Part of the global shift from serving international tourists to local residents has been a shift of product makeup from tours to attractions.

To better inform why this is not easy, or even sensible, if you are a tour reservation platform, I thought I would jot down what the key differences between a tour and an attraction (such as a museum entry) are:

  1. People search for attractions by name (e.g. Eiffel Tower), but tour by type (e.g. bike tour)
  2. Attractions (pre-covid) tend to have high availability and long opening hours, tours are specific times & low availability per instance
  3. Attractions are singular – so to edit content on 8 OTAs, requires 8 edits. A much smaller tour operator, with 20 tours, to edit on 8 OTAs, would require 160 edits
  4. Attractions yield by price, tours yield by class
  5. Attractions are static (e.g. can be placed on a map), tours tend to be place to place
  6. Attractions are unique, tours can be replicated by near competitors over time
  7. People like me think we can replicate a tour using AI tour guides, but we can never replicate an attraction, we can only retail an existing attraction
  8. Attractions can be iconic within a region (e.g. the Eiffel Tower), tours are rarely iconic, although tours can take you to iconic places
  9. Attractions are pre-dominantly self guided (you walk around the zoo yourself), tours are pre-dominantly human guided (currently!)
  10. Attractions are fairly static over time, tours churn (with individual tour operators delisting 10% of their tours annually, and creating new tours based on new customer behaviours)
  11. A retailer can say “we have all the attractions” in a region, but a retailer can never say they have all the tours, as people are always inventing new tours
  12. Attractions tend to be high volume low price, tours tend to be low volume higher price
  13. Attractions are immutable, tours tend to be made up of segments (e.g. location one followed by location two).
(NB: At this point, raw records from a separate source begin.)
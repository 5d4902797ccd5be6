//! Configuration resolution and validation engine for Accord.
//!
//! This crate owns the configuration schema, the layered source
//! loading, the merge/conflict policy, and the validated snapshot the
//! rest of the stack reads from. Resolution is a one-shot, synchronous
//! sequence run before any consumer starts: load layers, merge them in
//! precedence order, validate everything against the schema, freeze
//! the result. It either yields an immutable [`Snapshot`] or fails
//! atomically with a report enumerating every violation found.

mod error;
mod merge;
pub mod schema;
mod snapshot;
mod source;
mod validate;
mod value;

pub use error::{
    AccessError, ConfigError, ConflictViolation, SchemaError, SourceError, ValidationViolation,
    ViolationKind,
};
pub use merge::{EffectiveEntry, EffectiveMap, merge};
pub use schema::{Constraints, SchemaEntry, SchemaRegistry};
pub use snapshot::{REDACTED_PLACEHOLDER, Snapshot};
pub use source::{DEFAULT_ENV_PREFIX, EnvSource, FileSource, Layer, MemorySource, RawValue, Source};
pub use validate::validate;
pub use value::{ConfigValue, ValueType};

use log::info;

/// Resolve loaded layers into a validated snapshot.
///
/// Runs the merge and validation stages over layers the caller already
/// loaded. Merge conflicts and validation violations each fail the
/// whole resolution; partial configuration is never produced.
pub fn resolve(registry: &SchemaRegistry, layers: &[Layer]) -> Result<Snapshot, ConfigError> {
    info!(
        "resolving configuration (layers={}, schema_keys={})",
        layers.len(),
        registry.len()
    );
    let effective = merge(layers).map_err(ConfigError::Conflict)?;
    let snapshot = validate(&effective, registry).map_err(ConfigError::Validation)?;
    info!("configuration resolved (keys={})", snapshot.len());
    Ok(snapshot)
}

/// Load each source into a layer and resolve in one call.
///
/// Sources are ranked by their position: the first is precedence 0,
/// each following source overrides the ones before it.
pub fn resolve_sources(
    registry: &SchemaRegistry,
    sources: &[&dyn Source],
) -> Result<Snapshot, ConfigError> {
    let mut layers = Vec::with_capacity(sources.len());
    for (rank, source) in sources.iter().enumerate() {
        layers.push(Layer::load(rank as i32, *source)?);
    }
    resolve(registry, &layers)
}
//! Exhaustive validation of the effective map against the schema.

use crate::error::{ValidationViolation, ViolationKind};
use crate::merge::EffectiveMap;
use crate::schema::{SchemaEntry, SchemaRegistry};
use crate::snapshot::Snapshot;
use crate::value::{self, ConfigValue};
use log::debug;
use serde_json::Value;
use std::collections::{BTreeMap, BTreeSet};

/// Validate every effective value against the registry.
///
/// All applicable checks run and every violation is collected before
/// anything is reported; a non-empty violation list means no snapshot.
/// Registry defaults fill absent keys and go through the same
/// constraint checks as layer values. A raw `null` counts as unset.
pub fn validate(
    effective: &EffectiveMap,
    registry: &SchemaRegistry,
) -> Result<Snapshot, Vec<ValidationViolation>> {
    let mut values = BTreeMap::new();
    let mut secrets = BTreeSet::new();
    let mut violations = Vec::new();

    for entry in registry.entries() {
        let supplied = effective
            .get(entry.key())
            .map(|e| &e.value)
            .filter(|raw| !raw.is_null());
        let raw = match supplied.or(entry.default_value()) {
            Some(raw) => raw,
            None => {
                if entry.is_required() {
                    violations.push(ValidationViolation::new(
                        entry.key(),
                        ViolationKind::MissingRequired,
                        "required key absent from every layer and has no default",
                    ));
                }
                continue;
            }
        };
        match check_value(entry, raw) {
            Ok(value) => {
                if entry.is_secret() {
                    secrets.insert(entry.key().to_string());
                }
                values.insert(entry.key().to_string(), value);
            }
            Err(violation) => violations.push(violation),
        }
    }

    for key in effective.keys() {
        if registry.get(key).is_none() {
            let origin = &effective[key].layer;
            violations.push(ValidationViolation::new(
                key,
                ViolationKind::UnknownKey,
                format!("not declared in the schema (supplied by layer \"{origin}\")"),
            ));
        }
    }

    if violations.is_empty() {
        debug!("validation passed (keys={})", values.len());
        Ok(Snapshot::new(values, secrets))
    } else {
        debug!("validation failed (violations={})", violations.len());
        Err(violations)
    }
}

/// Coerce one raw value and apply its constraints.
fn check_value(entry: &SchemaEntry, raw: &Value) -> Result<ConfigValue, ValidationViolation> {
    let value = value::coerce(raw, entry.value_type()).map_err(|message| {
        ValidationViolation::new(entry.key(), ViolationKind::TypeMismatch, message)
    })?;
    entry
        .constraints()
        .check(&value)
        .map_err(|(kind, message)| ValidationViolation::new(entry.key(), kind, message))?;
    Ok(value)
}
These segments can be reordered based on customer or commercial demands
  14. Domestic market will book attractions but its mainly international tourists who book tours (as a general rule)
  15. Locals often visit the same attraction again and again, but rarely do the same tour again and again
  16. Attraction directors don’t always see themselves as in the travel industry, tour operators mostly see themselves as in the travel industry

The only similarity between tours & attractions seems to be that both compete for a humans time when in a destination – e.g. how should I best spend 4 hours on Saturday?

It’s very hard to do anything that crosses both attractions AND tours – by this I mean marketing, reservation technology or conferences. Industry people who are interested in one often have no interest in the other.